In the performance envelope Puma is thought to be somewhere between Telefonica and Groupama.
Secret weapon
A secret weapon that it must have slipped McDonald’s mind to mention to us when he showed up the blue boat in Alicante prior to the start is Telefonica’s interceptor. In fact so keen were they to keep this feature under wraps that they chose to Photoshop it out of a press photos prior to the start.
The interceptor is a device that was used in the IMOCA 60 class prior to the last Vendee (although it has since been banned) on boats like Mike Golding’s Ecover and Artemis Ocean Racing. On Telefonica the interceptor cannot be raised or lowered like it can on the IMOCA 60s (now grandfathered) so instead their is a permanent lip in the hull around the transom.
“That is what makes it difficult inshore and different in breeze because it puts us bow down and it gives us an edge upwind and in medium reaching,” explains McDonald.
Volvo one design for 2014
Today the plan for a new Volvo Ocean Race boat are to be announced and - the world’s worst kept secret – it is to be a one design 65 footer from Farr Yacht Design to be assembled by Green Marine with parts built across Europe, etc. It will be crewed by 8 and displace 10 tonnes – more information will be available after the announcement at 0800 UTC today.
So as someone coming up to the end of his fifth Volvo Ocean Race (or fifth and a bit if you include the unfortunate Fortuna) what does our man think about the next race being one design?
“I think the concept is right for this race. I think we all like as sailors to have an equal boat and I think it is probably right for the race. There is definitely a cost cutting push and I think it will achieve that. Once you have a one design then really what it looks like doesn’t matter to the sailors because they are all going to look the same.

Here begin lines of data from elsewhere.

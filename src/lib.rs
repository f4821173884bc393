//! Schema-less access to decoded JSON with lenient numeric coercion.
//!
//! ```
//! let doc = json_coerce::decode::from_str(r#"["7", 7, "7"]"#).unwrap();
//! let json_coerce::Value::Array(xs) = doc else { unreachable!() };
//! for x in &xs {
//!     assert_eq!(x.as_i64().unwrap(), 7);
//! }
//! ```
pub mod value;
pub mod coerce;
pub mod decode;
pub mod error;

pub use value::{Float, NumberLiteral, SignedInt, UnsignedInt, Value};
pub use error::{CoerceError, DecodeError};
//! ECDSA P-256 / SHA-256 provider backed by RustCrypto.

use crate::{
    CryptoError, CryptoProvider, InvalidKeyError, SHA256_LEN, UNCOMPRESSED_POINT_LEN,
    UNCOMPRESSED_POINT_TAG,
};
use p256::{
    ecdsa::{DerSignature, VerifyingKey, signature::Verifier as _},
    elliptic_curve::sec1::ToEncodedPoint as _,
    pkcs8::DecodePublicKey as _,
};
use sha2::{Digest, Sha256};

/// The default [`CryptoProvider`].
///
/// Signatures are expected in ASN.1 DER, as U2F authenticators emit them.
/// Prefer [`crate::init`] over constructing this directly so the backend is
/// self-tested once per process.
#[derive(Debug, Default, Clone, Copy, PartialEq, Eq)]
pub struct Es256Provider;

impl CryptoProvider for Es256Provider {
    type PublicKey = VerifyingKey;

    fn decode_public_key(&self, encoded: &[u8]) -> Result<VerifyingKey, InvalidKeyError> {
        if encoded.len() != UNCOMPRESSED_POINT_LEN {
            return Err(InvalidKeyError::Length {
                expected: UNCOMPRESSED_POINT_LEN,
                actual: encoded.len(),
            });
        }
        if encoded[0] != UNCOMPRESSED_POINT_TAG {
            return Err(InvalidKeyError::NotUncompressed(encoded[0]));
        }

        VerifyingKey::from_sec1_bytes(encoded).map_err(|_| InvalidKeyError::NotOnCurve)
    }

    fn public_key_from_spki(&self, spki_der: &[u8]) -> Result<VerifyingKey, CryptoError> {
        let key = p256::PublicKey::from_public_key_der(spki_der)
            .map_err(|e| CryptoError::UnsupportedKey(e.to_string()))?;
        let point = key.to_encoded_point(false);
        VerifyingKey::from_sec1_bytes(point.as_bytes())
            .map_err(|e| CryptoError::Internal(format!("re-encoding P-256 key: {e}")))
    }

    fn verify_with_key(
        &self,
        key: &VerifyingKey,
        signed_data: &[u8],
        signature: &[u8],
    ) -> Result<bool, CryptoError> {
        let signature = DerSignature::from_bytes(signature)
            .map_err(|e| CryptoError::MalformedSignature(e.to_string()))?;
        Ok(key.verify(signed_data, &signature).is_ok())
    }

    fn hash(&self, bytes: &[u8]) -> [u8; 32] {
        let digest = Sha256::digest(bytes);
        let mut out = [0u8; SHA256_LEN];
        out.copy_from_slice(&digest);
        out
    }
}
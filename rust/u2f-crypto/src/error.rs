//! Error types for key decoding and signature verification.

use thiserror::Error;

/// Errors from [`crate::CryptoProvider::decode_public_key`].
#[derive(Debug, Clone, Copy, PartialEq, Eq, Hash, Error)]
pub enum InvalidKeyError {
    /// The encoded key is not exactly one uncompressed point long.
    #[error("expected {expected} public key bytes, got {actual}")]
    Length {
        /// Required length.
        expected: usize,
        /// Length that was supplied.
        actual: usize,
    },

    /// The first byte is not the uncompressed-point tag (`0x04`).
    #[error("public key is not an uncompressed point (tag {0:#04x})")]
    NotUncompressed(u8),

    /// The coordinates do not satisfy the P-256 curve equation.
    #[error("point is not on the P-256 curve")]
    NotOnCurve,
}

/// Errors from signature verification.
///
/// A verification that runs to completion and rejects the signature is
/// `Ok(false)`, never an error. The variants split into two tiers:
///
/// - [`MalformedSignature`](Self::MalformedSignature) and
///   [`UnsupportedKey`](Self::UnsupportedKey) describe untrusted input that
///   cannot be fed to ECDSA P-256 at all.
/// - [`Unavailable`](Self::Unavailable) and [`Internal`](Self::Internal)
///   mean the backend itself is broken. See [`CryptoError::is_fatal`].
#[derive(Debug, Clone, PartialEq, Eq, Error)]
pub enum CryptoError {
    /// The signature bytes are not a valid DER-encoded ECDSA signature.
    #[error("malformed signature encoding: {0}")]
    MalformedSignature(String),

    /// The certificate does not carry a P-256 public key.
    #[error("unsupported attestation key: {0}")]
    UnsupportedKey(String),

    /// The backend failed its self-test or is missing a required algorithm.
    #[error("cryptography backend unavailable: {0}")]
    Unavailable(String),

    /// The backend faulted while verifying.
    #[error("cryptography backend fault: {0}")]
    Internal(String),
}

impl CryptoError {
    /// Whether this error reports a broken environment rather than bad input.
    ///
    /// Callers must not treat a fatal error as a rejected signature.
    #[must_use]
    pub const fn is_fatal(&self) -> bool {
        matches!(self, Self::Unavailable(_) | Self::Internal(_))
    }
}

“There will still be plenty to do. It will make the sailors sail the boat more. We spend a lot of time dicking around with different sail profiles etc but if that is all cast in stone then you spend more time tweaking the boat - you sail with the jib lead a little further out or a little more twisted, etc. There is almost as much to tweak as there was before, so there are still plenty of opportunities for sailors to play their game and try and improve it. It does lose some of the challenges that others races have had - it just pushes it somewhere else.”

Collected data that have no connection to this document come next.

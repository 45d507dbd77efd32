//! The cryptography capability trait.

use crate::error::{CryptoError, InvalidKeyError};

/// Anything that carries a DER-encoded `SubjectPublicKeyInfo`.
///
/// Implemented by attestation certificates so a provider can verify with
/// the certificate's key without knowing how the certificate was parsed.
pub trait PublicKeyInfo {
    /// The DER encoding of the `SubjectPublicKeyInfo`.
    fn subject_public_key_info(&self) -> &[u8];
}

/// ECDSA P-256 / SHA-256 verification, key decoding and hashing.
///
/// Decode and verify logic is generic over this trait, so a hardware-backed
/// or certified backend can replace [`crate::Es256Provider`] without touching
/// it. Implementations must be safe to share across threads.
pub trait CryptoProvider: Send + Sync {
    /// The provider's decoded public key.
    type PublicKey: Clone + std::fmt::Debug;

    /// Decode a 65-byte uncompressed P-256 point.
    ///
    /// # Errors
    ///
    /// Fails if the buffer is not 65 bytes, does not start with `0x04`, or
    /// the point is not on the curve.
    fn decode_public_key(&self, encoded: &[u8]) -> Result<Self::PublicKey, InvalidKeyError>;

    /// Extract a P-256 key from a DER `SubjectPublicKeyInfo`.
    ///
    /// # Errors
    ///
    /// Returns [`CryptoError::UnsupportedKey`] if the key is not P-256.
    fn public_key_from_spki(&self, spki_der: &[u8]) -> Result<Self::PublicKey, CryptoError>;

    /// Verify `signature` over `signed_data` with `key`.
    ///
    /// Returns `Ok(false)` when the signature is well formed but does not
    /// match.
    ///
    /// # Errors
    ///
    /// Fails if the signature encoding is malformed or the backend could not
    /// run the verification.
    fn verify_with_key(
        &self,
        key: &Self::PublicKey,
        signed_data: &[u8],
        signature: &[u8],
    ) -> Result<bool, CryptoError>;

    /// Verify `signature` over `signed_data` with a certificate's public key.
    ///
    /// # Errors
    ///
    /// See [`Self::public_key_from_spki`] and [`Self::verify_with_key`].
    fn verify_with_certificate(
        &self,
        certificate: &dyn PublicKeyInfo,
        signed_data: &[u8],
        signature: &[u8],
    ) -> Result<bool, CryptoError> {
        let key = self.public_key_from_spki(certificate.subject_public_key_info())?;
        self.verify_with_key(&key, signed_data, signature)
    }

    /// SHA-256 of `bytes`.
    fn hash(&self, bytes: &[u8]) -> [u8; 32];
}

impl<P: CryptoProvider + ?Sized> CryptoProvider for &P {
    type PublicKey = P::PublicKey;

    fn decode_public_key(&self, encoded: &[u8]) -> Result<Self::PublicKey, InvalidKeyError> {
        (**self).decode_public_key(encoded)
    }

    fn public_key_from_spki(&self, spki_der: &[u8]) -> Result<Self::PublicKey, CryptoError> {
        (**self).public_key_from_spki(spki_der)
    }

    fn verify_with_key(
        &self,
        key: &Self::PublicKey,
        signed_data: &[u8],
        signature: &[u8],
    ) -> Result<bool, CryptoError> {
        (**self).verify_with_key(key, signed_data, signature)
    }

    fn verify_with_certificate(
        &self,
        certificate: &dyn PublicKeyInfo,
        signed_data: &[u8],
        signature: &[u8],
    ) -> Result<bool, CryptoError> {
        (**self).verify_with_certificate(certificate, signed_data, signature)
    }

    fn hash(&self, bytes: &[u8]) -> [u8; 32] {
        (**self).hash(bytes)
    }
}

McDonald says that the sailors and those presently involved in the Volvo Ocean Race have had a big say in the design and some of the features of the new boat, so unless it ends up being a ‘design by committee’ it should be a nice boat. “They will go quick and there is no doubt in my mind that they will be hard to sail. When you have a one design people will push harder because they know that they are in the same boat everyone else and the only way they are going to beat them is by sailing harder.”
He adds: “One of the interesting things is that they are going to be forced into designing and choosing a boat before they know the course which is a tricky scenario. I don’t know what they’ll do. The course has to be driven by the sponsors and by what they need and where they want to go. We all understand that part of it.”
However McDonald is unlikely to be among the crew next time. “The format is hard on the family with Christmas away and one day off in New Zealand. It doesn’t fit certainly for my family. At my age I don’t think I’ll be doing it again. The wife is more likely to do it than me!”